For the records below, tally the lines that contain "TallyError" and give only that number.

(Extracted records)
━━━

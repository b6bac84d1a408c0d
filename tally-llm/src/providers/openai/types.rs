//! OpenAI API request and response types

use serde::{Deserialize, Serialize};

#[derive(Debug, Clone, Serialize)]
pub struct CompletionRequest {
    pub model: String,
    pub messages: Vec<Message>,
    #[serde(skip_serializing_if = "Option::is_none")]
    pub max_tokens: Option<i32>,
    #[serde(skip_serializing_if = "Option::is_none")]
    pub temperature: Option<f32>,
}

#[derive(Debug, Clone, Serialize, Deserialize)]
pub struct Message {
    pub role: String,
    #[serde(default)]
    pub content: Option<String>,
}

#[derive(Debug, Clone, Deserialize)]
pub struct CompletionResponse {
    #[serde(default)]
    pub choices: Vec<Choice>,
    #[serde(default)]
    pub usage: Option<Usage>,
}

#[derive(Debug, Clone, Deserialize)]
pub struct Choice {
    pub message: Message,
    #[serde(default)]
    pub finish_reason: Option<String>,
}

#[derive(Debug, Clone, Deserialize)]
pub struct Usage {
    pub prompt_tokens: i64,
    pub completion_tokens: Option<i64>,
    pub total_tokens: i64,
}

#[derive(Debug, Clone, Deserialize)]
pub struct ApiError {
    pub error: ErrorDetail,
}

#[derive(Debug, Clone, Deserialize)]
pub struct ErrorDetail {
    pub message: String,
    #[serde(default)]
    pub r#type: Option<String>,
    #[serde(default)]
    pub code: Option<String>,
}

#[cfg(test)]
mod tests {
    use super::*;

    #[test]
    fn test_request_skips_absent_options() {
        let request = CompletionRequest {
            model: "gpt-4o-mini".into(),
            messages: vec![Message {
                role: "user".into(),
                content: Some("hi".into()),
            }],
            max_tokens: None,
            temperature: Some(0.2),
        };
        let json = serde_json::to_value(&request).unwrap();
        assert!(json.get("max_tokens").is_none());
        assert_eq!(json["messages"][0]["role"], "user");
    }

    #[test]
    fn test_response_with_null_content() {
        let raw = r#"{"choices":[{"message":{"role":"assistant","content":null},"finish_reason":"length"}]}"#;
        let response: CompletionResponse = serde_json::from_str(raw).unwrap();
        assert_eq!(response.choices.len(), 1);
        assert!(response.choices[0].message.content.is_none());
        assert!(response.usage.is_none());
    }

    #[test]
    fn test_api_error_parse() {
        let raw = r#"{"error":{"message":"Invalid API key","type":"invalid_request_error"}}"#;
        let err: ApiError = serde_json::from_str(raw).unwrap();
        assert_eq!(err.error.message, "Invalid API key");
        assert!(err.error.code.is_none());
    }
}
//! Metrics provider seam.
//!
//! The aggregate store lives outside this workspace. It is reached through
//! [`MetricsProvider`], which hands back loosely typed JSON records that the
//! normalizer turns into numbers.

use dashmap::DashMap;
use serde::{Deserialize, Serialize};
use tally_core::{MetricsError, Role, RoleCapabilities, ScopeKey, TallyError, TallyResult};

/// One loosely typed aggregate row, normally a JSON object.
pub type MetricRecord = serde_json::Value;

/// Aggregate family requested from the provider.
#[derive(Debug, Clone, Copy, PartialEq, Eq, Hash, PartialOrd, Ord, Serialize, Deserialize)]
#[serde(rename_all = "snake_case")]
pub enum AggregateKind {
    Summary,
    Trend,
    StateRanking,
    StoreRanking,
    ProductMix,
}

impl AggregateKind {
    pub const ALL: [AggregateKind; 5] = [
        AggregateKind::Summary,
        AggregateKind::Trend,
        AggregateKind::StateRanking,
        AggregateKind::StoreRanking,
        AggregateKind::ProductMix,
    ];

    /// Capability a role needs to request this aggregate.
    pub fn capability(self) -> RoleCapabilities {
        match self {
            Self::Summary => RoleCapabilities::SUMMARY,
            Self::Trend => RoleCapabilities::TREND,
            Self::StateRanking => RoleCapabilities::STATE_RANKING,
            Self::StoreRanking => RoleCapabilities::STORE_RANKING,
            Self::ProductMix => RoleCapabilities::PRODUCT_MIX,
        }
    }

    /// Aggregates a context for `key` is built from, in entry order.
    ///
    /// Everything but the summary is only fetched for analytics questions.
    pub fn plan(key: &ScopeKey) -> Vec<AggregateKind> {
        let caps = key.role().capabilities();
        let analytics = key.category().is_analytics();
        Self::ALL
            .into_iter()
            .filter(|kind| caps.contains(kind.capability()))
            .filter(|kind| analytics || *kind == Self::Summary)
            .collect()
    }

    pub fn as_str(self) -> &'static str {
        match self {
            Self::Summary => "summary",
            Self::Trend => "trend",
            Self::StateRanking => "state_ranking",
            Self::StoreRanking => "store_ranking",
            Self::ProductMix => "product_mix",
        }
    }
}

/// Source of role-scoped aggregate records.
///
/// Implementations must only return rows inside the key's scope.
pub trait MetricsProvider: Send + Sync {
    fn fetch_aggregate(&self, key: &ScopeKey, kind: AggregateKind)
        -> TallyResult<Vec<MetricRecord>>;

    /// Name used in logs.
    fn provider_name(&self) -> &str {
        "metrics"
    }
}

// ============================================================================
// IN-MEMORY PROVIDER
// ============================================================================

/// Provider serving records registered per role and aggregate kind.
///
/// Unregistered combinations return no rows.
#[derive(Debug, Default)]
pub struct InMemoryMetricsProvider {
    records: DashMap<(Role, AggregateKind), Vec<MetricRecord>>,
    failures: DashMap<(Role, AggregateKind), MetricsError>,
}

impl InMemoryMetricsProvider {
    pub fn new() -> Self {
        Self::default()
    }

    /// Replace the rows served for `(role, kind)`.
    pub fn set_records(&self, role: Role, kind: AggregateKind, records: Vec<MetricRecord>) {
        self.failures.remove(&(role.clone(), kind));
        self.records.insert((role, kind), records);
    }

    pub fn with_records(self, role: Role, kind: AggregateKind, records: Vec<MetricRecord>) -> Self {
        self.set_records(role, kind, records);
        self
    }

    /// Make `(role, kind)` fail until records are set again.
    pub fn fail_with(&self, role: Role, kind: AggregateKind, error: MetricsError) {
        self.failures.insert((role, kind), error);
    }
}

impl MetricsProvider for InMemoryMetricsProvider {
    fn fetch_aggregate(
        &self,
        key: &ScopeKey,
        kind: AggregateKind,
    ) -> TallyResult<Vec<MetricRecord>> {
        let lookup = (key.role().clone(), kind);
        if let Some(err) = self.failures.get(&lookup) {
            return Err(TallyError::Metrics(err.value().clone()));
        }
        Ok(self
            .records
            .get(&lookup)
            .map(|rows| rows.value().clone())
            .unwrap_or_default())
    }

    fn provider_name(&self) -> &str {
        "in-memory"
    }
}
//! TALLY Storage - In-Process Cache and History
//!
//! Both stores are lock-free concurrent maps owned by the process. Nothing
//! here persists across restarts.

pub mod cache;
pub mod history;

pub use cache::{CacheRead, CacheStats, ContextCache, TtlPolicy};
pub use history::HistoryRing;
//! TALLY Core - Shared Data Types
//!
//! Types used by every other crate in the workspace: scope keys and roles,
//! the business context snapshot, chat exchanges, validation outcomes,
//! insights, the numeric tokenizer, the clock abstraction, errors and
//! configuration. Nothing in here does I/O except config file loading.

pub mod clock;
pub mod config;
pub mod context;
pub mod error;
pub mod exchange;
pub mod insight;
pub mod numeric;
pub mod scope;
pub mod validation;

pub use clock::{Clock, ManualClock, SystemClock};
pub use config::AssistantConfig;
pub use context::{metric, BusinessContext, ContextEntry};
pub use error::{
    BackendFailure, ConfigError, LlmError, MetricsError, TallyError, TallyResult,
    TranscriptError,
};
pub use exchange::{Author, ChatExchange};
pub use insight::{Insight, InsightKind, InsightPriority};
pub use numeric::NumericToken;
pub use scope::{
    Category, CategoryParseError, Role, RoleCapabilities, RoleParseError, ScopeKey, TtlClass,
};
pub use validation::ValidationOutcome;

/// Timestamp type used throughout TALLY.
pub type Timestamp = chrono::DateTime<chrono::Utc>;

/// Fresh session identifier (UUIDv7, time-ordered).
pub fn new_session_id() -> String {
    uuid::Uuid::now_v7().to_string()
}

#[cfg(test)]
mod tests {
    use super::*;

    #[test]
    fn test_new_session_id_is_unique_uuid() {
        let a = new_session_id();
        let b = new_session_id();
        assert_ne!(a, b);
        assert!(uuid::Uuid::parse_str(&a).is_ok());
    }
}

━━━

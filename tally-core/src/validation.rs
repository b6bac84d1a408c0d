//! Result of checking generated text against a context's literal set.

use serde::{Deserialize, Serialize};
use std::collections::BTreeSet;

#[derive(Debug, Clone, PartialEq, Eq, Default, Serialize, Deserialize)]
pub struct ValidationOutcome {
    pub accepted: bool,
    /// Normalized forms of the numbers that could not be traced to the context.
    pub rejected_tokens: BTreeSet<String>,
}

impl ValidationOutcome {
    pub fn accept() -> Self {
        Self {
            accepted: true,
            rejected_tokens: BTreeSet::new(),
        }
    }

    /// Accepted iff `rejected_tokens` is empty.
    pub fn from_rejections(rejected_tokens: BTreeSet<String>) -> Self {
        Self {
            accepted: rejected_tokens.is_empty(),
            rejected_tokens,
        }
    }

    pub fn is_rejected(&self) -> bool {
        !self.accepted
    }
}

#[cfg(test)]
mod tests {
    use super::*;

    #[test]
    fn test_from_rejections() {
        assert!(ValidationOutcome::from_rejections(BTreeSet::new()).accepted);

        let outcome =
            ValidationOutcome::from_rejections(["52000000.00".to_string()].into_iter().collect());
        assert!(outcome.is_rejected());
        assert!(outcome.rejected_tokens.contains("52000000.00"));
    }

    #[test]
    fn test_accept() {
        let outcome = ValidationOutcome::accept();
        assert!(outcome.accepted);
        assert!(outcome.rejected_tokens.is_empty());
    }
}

━━━

TASK RESPONSE ▸ 3